**DESCRIPTION OF THE TASK:** Look in the material below for the line holding "Fetch the product". Set it down exactly, with each later line up to and including the line holding "CLI command implementations.".

Segment Open

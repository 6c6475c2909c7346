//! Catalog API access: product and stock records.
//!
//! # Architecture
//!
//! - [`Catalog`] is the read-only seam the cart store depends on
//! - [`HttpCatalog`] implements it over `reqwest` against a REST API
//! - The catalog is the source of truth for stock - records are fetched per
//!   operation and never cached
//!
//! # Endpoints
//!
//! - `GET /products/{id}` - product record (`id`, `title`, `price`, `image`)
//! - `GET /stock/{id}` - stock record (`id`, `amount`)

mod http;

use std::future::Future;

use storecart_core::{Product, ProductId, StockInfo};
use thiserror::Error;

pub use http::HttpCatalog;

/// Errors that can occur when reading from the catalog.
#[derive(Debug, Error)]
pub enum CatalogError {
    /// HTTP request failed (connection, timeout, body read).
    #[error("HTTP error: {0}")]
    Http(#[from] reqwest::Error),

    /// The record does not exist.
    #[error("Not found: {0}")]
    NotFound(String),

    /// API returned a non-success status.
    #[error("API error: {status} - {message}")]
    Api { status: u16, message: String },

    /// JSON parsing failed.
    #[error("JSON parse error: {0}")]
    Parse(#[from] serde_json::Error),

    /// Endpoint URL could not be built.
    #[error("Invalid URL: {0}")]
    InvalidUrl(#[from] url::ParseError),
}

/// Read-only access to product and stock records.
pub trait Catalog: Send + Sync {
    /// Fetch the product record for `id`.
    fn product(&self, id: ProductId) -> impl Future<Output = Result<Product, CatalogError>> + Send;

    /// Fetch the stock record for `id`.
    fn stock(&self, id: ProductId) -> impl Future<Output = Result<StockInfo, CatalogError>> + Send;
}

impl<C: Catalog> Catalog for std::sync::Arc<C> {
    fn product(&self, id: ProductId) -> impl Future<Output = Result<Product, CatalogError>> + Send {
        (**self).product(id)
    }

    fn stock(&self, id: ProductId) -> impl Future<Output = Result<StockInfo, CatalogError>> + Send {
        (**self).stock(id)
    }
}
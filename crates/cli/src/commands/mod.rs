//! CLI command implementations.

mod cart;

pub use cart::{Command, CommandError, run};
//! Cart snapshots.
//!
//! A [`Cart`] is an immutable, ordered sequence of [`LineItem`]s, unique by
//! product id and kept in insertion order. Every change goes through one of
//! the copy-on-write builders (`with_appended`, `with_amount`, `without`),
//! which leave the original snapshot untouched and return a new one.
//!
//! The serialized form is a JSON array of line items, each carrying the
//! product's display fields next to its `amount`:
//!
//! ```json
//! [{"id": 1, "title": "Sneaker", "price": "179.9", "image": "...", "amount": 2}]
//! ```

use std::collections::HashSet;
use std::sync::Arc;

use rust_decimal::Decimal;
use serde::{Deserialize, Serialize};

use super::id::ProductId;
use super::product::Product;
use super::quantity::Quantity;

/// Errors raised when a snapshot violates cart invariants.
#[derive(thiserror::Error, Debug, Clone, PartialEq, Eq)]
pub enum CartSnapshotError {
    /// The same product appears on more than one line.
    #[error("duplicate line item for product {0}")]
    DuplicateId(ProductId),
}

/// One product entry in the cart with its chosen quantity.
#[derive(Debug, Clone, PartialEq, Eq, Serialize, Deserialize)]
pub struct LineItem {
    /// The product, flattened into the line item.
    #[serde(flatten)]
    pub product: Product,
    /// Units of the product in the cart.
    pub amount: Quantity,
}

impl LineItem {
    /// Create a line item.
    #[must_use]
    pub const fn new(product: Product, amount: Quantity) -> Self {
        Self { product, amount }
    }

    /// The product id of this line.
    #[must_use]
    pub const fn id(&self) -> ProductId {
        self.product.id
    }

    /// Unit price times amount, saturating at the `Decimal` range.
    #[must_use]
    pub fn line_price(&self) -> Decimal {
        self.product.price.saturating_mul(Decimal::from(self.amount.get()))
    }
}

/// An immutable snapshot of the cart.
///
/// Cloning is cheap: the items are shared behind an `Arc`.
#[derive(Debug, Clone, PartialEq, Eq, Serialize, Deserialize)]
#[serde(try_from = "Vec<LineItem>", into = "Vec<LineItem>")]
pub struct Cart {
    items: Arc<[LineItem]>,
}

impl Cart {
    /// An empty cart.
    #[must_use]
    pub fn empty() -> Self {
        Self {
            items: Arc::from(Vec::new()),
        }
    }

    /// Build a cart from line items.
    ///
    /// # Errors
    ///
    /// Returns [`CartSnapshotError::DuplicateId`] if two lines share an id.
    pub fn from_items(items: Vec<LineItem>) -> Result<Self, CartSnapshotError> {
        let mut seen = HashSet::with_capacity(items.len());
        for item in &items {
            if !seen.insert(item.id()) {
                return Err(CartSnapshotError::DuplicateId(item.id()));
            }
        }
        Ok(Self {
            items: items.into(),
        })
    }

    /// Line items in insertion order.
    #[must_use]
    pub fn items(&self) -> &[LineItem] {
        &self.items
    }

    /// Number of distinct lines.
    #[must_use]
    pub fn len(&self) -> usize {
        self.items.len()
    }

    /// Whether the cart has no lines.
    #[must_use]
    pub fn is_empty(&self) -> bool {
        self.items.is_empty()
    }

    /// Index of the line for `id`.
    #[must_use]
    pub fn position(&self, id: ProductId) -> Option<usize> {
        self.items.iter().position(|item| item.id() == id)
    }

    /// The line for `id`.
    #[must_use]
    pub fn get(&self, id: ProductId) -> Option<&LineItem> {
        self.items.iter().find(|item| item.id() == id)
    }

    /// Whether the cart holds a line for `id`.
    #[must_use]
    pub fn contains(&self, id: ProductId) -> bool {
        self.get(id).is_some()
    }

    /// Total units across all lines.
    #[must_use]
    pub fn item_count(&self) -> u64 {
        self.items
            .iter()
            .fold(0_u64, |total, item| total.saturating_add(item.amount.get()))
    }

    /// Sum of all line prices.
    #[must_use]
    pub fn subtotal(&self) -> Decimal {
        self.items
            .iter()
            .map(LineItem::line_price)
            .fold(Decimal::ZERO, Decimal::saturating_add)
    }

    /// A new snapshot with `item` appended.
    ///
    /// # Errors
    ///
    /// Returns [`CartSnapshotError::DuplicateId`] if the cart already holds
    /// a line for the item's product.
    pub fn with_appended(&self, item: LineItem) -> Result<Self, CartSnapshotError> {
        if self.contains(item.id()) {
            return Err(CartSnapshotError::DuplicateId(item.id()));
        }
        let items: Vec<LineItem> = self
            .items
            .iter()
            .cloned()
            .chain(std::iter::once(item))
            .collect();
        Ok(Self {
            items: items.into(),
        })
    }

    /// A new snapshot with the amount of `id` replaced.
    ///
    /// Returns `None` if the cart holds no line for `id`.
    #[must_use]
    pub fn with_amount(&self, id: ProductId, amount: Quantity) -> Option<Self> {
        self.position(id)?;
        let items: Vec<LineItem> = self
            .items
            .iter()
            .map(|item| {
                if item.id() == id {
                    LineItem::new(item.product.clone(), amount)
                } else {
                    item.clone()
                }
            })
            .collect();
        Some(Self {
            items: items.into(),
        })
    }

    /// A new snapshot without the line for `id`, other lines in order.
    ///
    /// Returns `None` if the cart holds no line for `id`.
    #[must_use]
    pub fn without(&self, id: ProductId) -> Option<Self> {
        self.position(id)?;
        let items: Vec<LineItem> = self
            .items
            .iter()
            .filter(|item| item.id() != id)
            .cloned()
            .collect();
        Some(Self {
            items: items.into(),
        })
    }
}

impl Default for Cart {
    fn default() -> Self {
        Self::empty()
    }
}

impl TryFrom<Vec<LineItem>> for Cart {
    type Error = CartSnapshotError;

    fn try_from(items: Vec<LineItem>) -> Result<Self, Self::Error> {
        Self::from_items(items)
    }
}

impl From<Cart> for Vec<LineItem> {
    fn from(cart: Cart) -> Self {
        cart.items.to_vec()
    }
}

Segment Closed

**WRITTEN RESPONSE:**
    /// Fetch the product record for `id`.
    fn product(&self, id: ProductId) -> impl Future<Output = Result<Product, CatalogError>> + Send;

    /// Fetch the stock record for `id`.
    fn stock(&self, id: ProductId) -> impl Future<Output = Result<StockInfo, CatalogError>> + Send;
}

impl<C: Catalog> Catalog for std::sync::Arc<C> {
    fn product(&self, id: ProductId) -> impl Future<Output = Result<Product, CatalogError>> + Send {
        (**self).product(id)
    }

    fn stock(&self, id: ProductId) -> impl Future<Output = Result<StockInfo, CatalogError>> + Send {
        (**self).stock(id)
    }
}
filename crates/cli/src/commands/mod.rs
//! CLI command implementations.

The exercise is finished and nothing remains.